2 eggs, lightly beaten

½ onion, finely chopped  

¼ cup finely chopped broccoli (or cauliflower)

2 cups grated vegetables (zucchini, carrot, sweet potato, pumpkin, parsnip or potato) 

¼ cup self raising flour

2 teaspoon curry powder

Yoghurt, salsa, chutney or tomato sauce, to serve

 

Method

Combine the eggs, onion, broccoli and grated vegetables in a large bowl. Add the flour, curry powder, salt and pepper and mix until well combined.

 

Cooking

Heat a little olive oil in a non-stick frying pan over medium heat. Add heaped tablespoonfuls of the egg mixture to the pan and cook in batches for several minutes each side or until golden brown.  Serve fritters with minted yoghurt, salsa, chutney or tomato sauce.

Zucchini Cheese Puffs

 

Ingredients

One grated zucchini

One cup of grated cheese

One cup of self raising flour

Two eggs (beaten)

Pepper and salt to your taste

 

Method

Mix all ingredients together

 

Cooking

Using a large spoon, place as patties on an oiled oven tray.  Bake in oven at 200° for twenty minutes.  Alternatively they can be cooked stove top in an oiled frypan or on a barbecue.  Turn during cooking in pan or barbecue until browned both sides and cooked through. 

 

Corn Fritters

 

Ingredients

1 cup Self Raising Flour

2 dessertspoons milk powder – low fat preferred 

A little pepper and salt

½ cup water

2 eggs

1 can corn kernels 400 – 500 grams, drained

 

Method

Mix flour, milk powder and seasoning in a bowl. 

 

Whisk eggs in water. Stir into flour from the centre to make a soft batter, adding more water if necessary.  Fold in corn kernels.

 

Cooking

Place tablespoonfuls of the batter onto a hot lightly oiled frypan over moderate heat.   Cook for a few minutes, turning, until golden brown on each side. 

 

Serve with salad and chutney.

 

This recipe can be made without eggs if you have no refrigeration. You can also use powdered egg or egg substitute. 

 

Zucchini, Corn and Cumin Fritters

 

Ingredients

2 cups self raising flour

½ teaspoon ground cumin

2 eggs, beaten

1 cup milk or the equivalent in low fat milk powder with dry ingredients, and add a cup of water

2 cups grated zucchini

1 ½ cups corn kernels; substitute canned corn kernels

125 grams grated cheese

Pepper and salt to taste

Oil for frying

 

Method

Combine flour cumin, salt and pepper.

Whisk together eggs and milk.

Combine with dry ingredients

Stir in zucchini, corn, and cheese

 

Cooking

Add a little oil to heated frypan. Drop tablespoonful of the batter into hot oil. Fry until crisp and brown, turning to brown both sides

Corn and Rice Patties

 

Ingredients

3 cups cold cooked rice

2 cups cooked frozen corn kernels or 1 can corn kernels and 1 can creamed corn.

2 eggs

2 tablespoons self raising flour

Your choice of seasonings as per Options

 

Method

Mix rice, corn and seasoning

Beat eggs and stir into mixture

Stir in flour gradually until mixture is firm

 

Cooking

Place tablespoonfuls of the batter onto a hot lightly oiled frypan over moderate heat. Flatten patties a little.  Cook for a few minutes, turning, until golden brown on each side. Serve with salad or green vegetables; tomato sauce, salsa sauce or chutney can be used

 

Options

Vary spices and flavourings as per ingredients or according to your taste.  Options can include:

·         A pinch of herbs, pepper and salt

·         Mixed herbs and half a cup of grated tasty cheese

·        Chilli sauce and All Purpose Seasoning

·         Curry Powder

 

This recipe can be made without eggs if you have no refrigeration. You can also use powdered egg or egg substitute. 
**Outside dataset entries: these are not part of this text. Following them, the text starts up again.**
//! Tracing bootstrap.

use tracing_subscriber::EnvFilter;

/// Install a fmt subscriber filtered by `RUST_LOG`, falling back to `filter`.
///
/// Returns `false` when a global subscriber was already installed.
pub fn init_tracing(filter: &str) -> bool {
    let rust_log = std::env::var(EnvFilter::DEFAULT_ENV).ok();
    tracing_subscriber::fmt()
        .with_env_filter(env_filter(rust_log.as_deref(), filter))
        .try_init()
        .is_ok()
}

/// Filter from `rust_log` when it is set and valid, else from `configured`.
pub fn env_filter(rust_log: Option<&str>, configured: &str) -> EnvFilter {
    rust_log
        .filter(|directives| !directives.trim().is_empty())
        .and_then(|directives| EnvFilter::try_new(directives).ok())
        .unwrap_or_else(|| EnvFilter::new(configured))
}

#[cfg(test)]
mod tests {
    use super::*;

    #[test]
    fn test_second_init_is_harmless() {
        init_tracing("debug");
        assert!(!init_tracing("info"));
    }

    #[test]
    fn test_rust_log_wins_over_configured() {
        assert_eq!(env_filter(Some("warn"), "debug").to_string(), "warn");
        assert_eq!(env_filter(None, "debug").to_string(), "debug");
        assert_eq!(env_filter(Some("  "), "debug").to_string(), "debug");
    }
}
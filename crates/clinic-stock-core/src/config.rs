//! Ledger configuration.

use std::path::{Path, PathBuf};

use anyhow::Context;
use serde::Deserialize;

use crate::models::StockThresholds;

/// Environment variable overriding the database path.
pub const ENV_DATABASE_PATH: &str = "CLINIC_STOCK_DB";
/// Environment variable overriding the SQLite busy timeout.
pub const ENV_BUSY_TIMEOUT_MS: &str = "CLINIC_STOCK_BUSY_TIMEOUT_MS";
/// Environment variable overriding the log filter.
pub const ENV_LOG_FILTER: &str = "CLINIC_STOCK_LOG";

/// Default tracing filter for the ledger.
pub fn default_log_filter() -> String {
    "info,clinic_stock_core=info".to_string()
}

/// Runtime settings for the stock ledger.
#[derive(Debug, Clone, PartialEq, Deserialize)]
#[serde(default)]
pub struct LedgerConfig {
    /// SQLite file; `None` means in-memory
    pub database_path: Option<PathBuf>,
    /// How long a writer waits for a locked database
    pub busy_timeout_ms: u64,
    pub low_stock_threshold: i64,
    pub medium_stock_threshold: i64,
    pub expiry_warning_days: i64,
    pub expiry_notice_days: i64,
    /// Attempts before a transaction gives up on a moving batch resolution
    pub max_resolution_retries: u32,
    pub log_filter: String,
}

impl Default for LedgerConfig {
    fn default() -> Self {
        Self {
            database_path: None,
            busy_timeout_ms: 5_000,
            low_stock_threshold: 10,
            medium_stock_threshold: 50,
            expiry_warning_days: 30,
            expiry_notice_days: 90,
            max_resolution_retries: 3,
            log_filter: default_log_filter(),
        }
    }
}

impl LedgerConfig {
    /// Load from a JSON file. Missing keys take their defaults.
    pub fn from_file<P: AsRef<Path>>(path: P) -> anyhow::Result<Self> {
        let path = path.as_ref();
        let text = std::fs::read_to_string(path)
            .with_context(|| format!("reading ledger config {}", path.display()))?;
        let config = serde_json::from_str(&text)
            .with_context(|| format!("parsing ledger config {}", path.display()))?;
        Ok(config)
    }

    /// Apply `CLINIC_STOCK_*` environment overrides on top of `self`.
    pub fn with_env_overrides(self) -> anyhow::Result<Self> {
        self.with_overrides(|key| std::env::var(key).ok())
    }

    fn with_overrides<F>(mut self, lookup: F) -> anyhow::Result<Self>
    where
        F: Fn(&str) -> Option<String>,
    {
        if let Some(path) = lookup(ENV_DATABASE_PATH) {
            self.database_path = Some(PathBuf::from(path));
        }
        if let Some(timeout) = lookup(ENV_BUSY_TIMEOUT_MS) {
            self.busy_timeout_ms = timeout
                .trim()
                .parse()
                .with_context(|| format!("invalid {}={:?}", ENV_BUSY_TIMEOUT_MS, timeout))?;
        }
        if let Some(filter) = lookup(ENV_LOG_FILTER) {
            self.log_filter = filter;
        }
        Ok(self)
    }

    /// Classification thresholds derived from this config.
    pub fn thresholds(&self) -> StockThresholds {
        StockThresholds {
            low: self.low_stock_threshold,
            medium: self.medium_stock_threshold,
            expiry_warning_days: self.expiry_warning_days,
            expiry_notice_days: self.expiry_notice_days,
        }
    }
}

#[cfg(test)]
mod tests {
    use super::*;
    use std::collections::HashMap;
    use std::io::Write;

    #[test]
    fn test_defaults_match_thresholds() {
        let config = LedgerConfig::default();
        assert_eq!(config.thresholds(), StockThresholds::default());
        assert_eq!(config.max_resolution_retries, 3);
        assert!(config.database_path.is_none());
    }

    #[test]
    fn test_from_file_partial() {
        let mut file = tempfile::NamedTempFile::new().unwrap();
        write!(file, r#"{{"low_stock_threshold": 5, "database_path": "/tmp/stock.db"}}"#).unwrap();

        let config = LedgerConfig::from_file(file.path()).unwrap();
        assert_eq!(config.low_stock_threshold, 5);
        assert_eq!(config.medium_stock_threshold, 50);
        assert_eq!(config.database_path, Some(PathBuf::from("/tmp/stock.db")));
    }

    #[test]
    fn test_from_file_reports_path() {
        let err = LedgerConfig::from_file("/nonexistent/ledger.json").unwrap_err();
        assert!(format!("{:#}", err).contains("/nonexistent/ledger.json"));
    }

    #[test]
    fn test_overrides() {
        let env: HashMap<&str, &str> = [
            (ENV_DATABASE_PATH, "clinic.db"),
            (ENV_BUSY_TIMEOUT_MS, "250"),
            (ENV_LOG_FILTER, "debug"),
        ]
        .into_iter()
        .collect();

        let config = LedgerConfig::default()
            .with_overrides(|k| env.get(k).map(|v| v.to_string()))
            .unwrap();
        assert_eq!(config.database_path, Some(PathBuf::from("clinic.db")));
        assert_eq!(config.busy_timeout_ms, 250);
        assert_eq!(config.log_filter, "debug");
    }

    #[test]
    fn test_log_override_reaches_filter() {
        let config = LedgerConfig::default()
            .with_overrides(|k| (k == ENV_LOG_FILTER).then(|| "clinic_stock_core=trace".to_string()))
            .unwrap();
        assert_eq!(
            crate::logging::env_filter(None, &config.log_filter).to_string(),
            "clinic_stock_core=trace"
        );
    }

    #[test]
    fn test_invalid_timeout_override() {
        let result = LedgerConfig::default().with_overrides(|k| {
            (k == ENV_BUSY_TIMEOUT_MS).then(|| "soon".to_string())
        });
        assert!(result.is_err());
    }
}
Ginger fish with coconut cream

Ingredients

Fish fillets – any firm fresh or frozen fish

Olive or vegetable oil for frying

1 small onion

1 clove of garlic (optional)

1 knob of fresh ginger

A pinch of dried Basil

1 x 400 gram can crushed tomatoes, or two or three fresh tomatoes skinned and diced

Salt, pepper chilli powder or spices according to taste and for variations – see options

1 x 400 gram can coconut cream

Rice

 

Method

Dice onion and garlic finely, grate ginger.

Fry in a little oil stirring frequently until onion is soft, adding any chosen spices.

Add tomatoes and stir well until they are softened.

Add coconut cream and bring to the boil.

 

Cooking

Boil rice separately while preparing other ingredients.

Slice fish into cubes or slices one to two centimetres thick and add to the mixture.

Stir occasionally and gently so as not to break up the fish. 

Simmer for five minutes or until fish is cooked and soft.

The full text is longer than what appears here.